You've Heard of 5S. What Is It?
March 2, 2021—Have you heard of "5S"? That's the number five and the letter, S, and it's a Japanese method of organization.
For at least one experienced collision repair technician, using the system is a foregone conclusion.
“Try to 5S your work space, and if you don’t know what 5S is look it up," says Christopher Segura, a body tech at Pacific BMW in Glendale, Calif., who has more than a dozen years of experience wrenching for the OE.
The method is also in use at Florida's db Orlando Collision, says Travis Mann, the center's damage analysis expert.
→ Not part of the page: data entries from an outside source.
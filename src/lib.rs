//! # toolz
//!
//! Generic, type-parameterized operations over sequences (`&[T]`) and maps
//! (`HashMap<K, V>`): searching, aggregation, transformation, set-like
//! operations, and pairing/joining.
//!
//! Every operation is a free function. Inputs are borrowed and never mutated
//! (except by [`reverse`]); outputs are freshly allocated and owned by the
//! caller. There is no shared state between calls, and callers compose
//! pipelines by chaining calls.
//!
//! ## Quick Start
//!
//! ```
//! use toolz::*;
//!
//! let words = ["apple", "avocado", "banana", "blueberry", "cherry"];
//!
//! // Group by first letter
//! let groups = group_by(&words, |w: &&str| w.chars().next().unwrap_or(' '));
//! assert_eq!(groups[&'b'], vec!["banana", "blueberry"]);
//!
//! let lengths = map(&words, |w: &&str| w.len());
//! assert_eq!(sum(&lengths), 33);
//! assert_eq!(arg_max(&lengths).unwrap(), 3);
//!
//! // Chunks borrow from the input
//! let pages = chunk(&words, 2).unwrap();
//! assert_eq!(pages.len(), 3);
//! assert_eq!(pages[2], &["cherry"]);
//! ```
//!
//! ## Core Concepts
//!
//! ### Constraints
//!
//! The [`defs`] module names the families of scalar types the operations are
//! generic over: [`Signed`], [`Unsigned`], [`Integer`], [`Float`], [`Complex`],
//! [`Numeric`] (all of them), [`OrderedNumeric`] (all but `Complex`) and
//! [`Ordered`] (anything comparable with `<`, including strings).
//!
//! ### Function shapes
//!
//! [`UnaryFunc`], [`UnaryPred`], [`BinaryPred`], [`ReduceFunc`],
//! [`PivotFunc`], [`UnpivotFunc`] and friends are trait aliases over `Fn`
//! closures. Any closure with the right signature satisfies them.
//!
//! ### Ordering
//!
//! Sequence outputs keep the order of their inputs. Map outputs, and anything
//! built by walking a map ([`unpivot`], [`to_pairs`]), have unspecified
//! order. The [`testing`] module has order-insensitive assertions for them.
//!
//! ### Errors
//!
//! Lookups signal a miss with `None` or `false`. Operations that need a
//! non-empty input ([`min`], [`max`], [`arg_min`], [`arg_max`], [`average`])
//! or a positive size ([`chunk`]) return an [`anyhow::Result`] whose cause is
//! a [`ToolzError`].
//!
//! ## Feature Flags
//!
//! - `complex` (default) - `Complex<f32>` / `Complex<f64>` as [`Numeric`]
//!   types, via `num-complex`
//!
//! ## Module Overview
//!
//! - [`defs`] - constraints, function shapes, [`Pair`]
//! - [`slices`] - sequence operations
//! - [`maps`] - map operations
//! - [`error`] - [`ToolzError`]
//! - [`testing`] - assertion helpers

pub mod defs;
pub mod error;
pub mod maps;
pub mod slices;
pub mod testing;

pub use defs::*;
pub use error::ToolzError;
pub use maps::*;
pub use slices::*;
//! Testing utilities for code built on toolz.
//!
//! Several operations return data whose order is unspecified (everything
//! derived from walking a `HashMap`). The assertions here compare such results
//! without depending on iteration order.
//!
//! - [`assert_collections_equal`]: exact order-dependent comparison
//! - [`assert_collections_unordered_equal`]: multiset comparison
//! - [`assert_kv_collections_equal`]: key-value pairs, sorted by key first
//! - [`assert_maps_equal`]: entry-wise map comparison
//! - [`assert_all`] / [`assert_any`] / [`assert_none`]: predicate checks
//!
//! [`sequential_data`] and [`pseudo_random_data`] build reproducible inputs.
//!
//! # Example
//!
//! ```
//! use std::collections::HashMap;
//! use toolz::testing::*;
//! use toolz::unpivot;
//!
//! let m = HashMap::from([(1, 'a'), (2, 'b')]);
//! let rows = unpivot(&m, |k: &i32, v: &char| format!("{k}{v}"));
//! assert_collections_unordered_equal(&rows, &["2b".to_string(), "1a".to_string()]);
//! ```

mod assertions;
mod builders;

pub use assertions::*;
pub use builders::*;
“5S is something we’ve implemented and it’s done worlds of wonder for us," he says. "I know a lot of people talk about it ... it’s very process oriented.”
Mann says an example of how 5S works is that tools go back into the same place every time. Take the MIG welder.
“You have a spot where the welder goes every single time—the welder’s not across the room," he says.
Per Segura's suggestion, FenderBender is looking up 5S for you. The original is in Japanese, though the following S-words are the original's English equivalences.
Examine a workspace and sort out what's not necessary for the job at hand. This cuts down on confusion and and helps declutter spaces, reducing the time spent looking for needed tools.
Set in order
This is arranging a workspace for efficiency and reliability. It goes back to Mann's welder, which is in the same spot, every time. Many shops will also use tape to line of spots for garbage cans and other items on the shop floor.
It's simple: Keep the workplace clean because it'll make it a better place to work. Clutter should be eliminated by the other points of 5S as well. Mann reminds that stepping over scattered parts loses time.
This is where your SOPs come in—they first have to be created, and then staffers need to follow them. Says Mann, “It’s a continual improvement … auditing and process editing. The more you put into it, the more you’re going to get.”
Once you decide to go 5S, you must maintain it to make it work. The bottom line is, says Mann, you need “discipline to implement the processes and discipline to make sure they’re being performed.”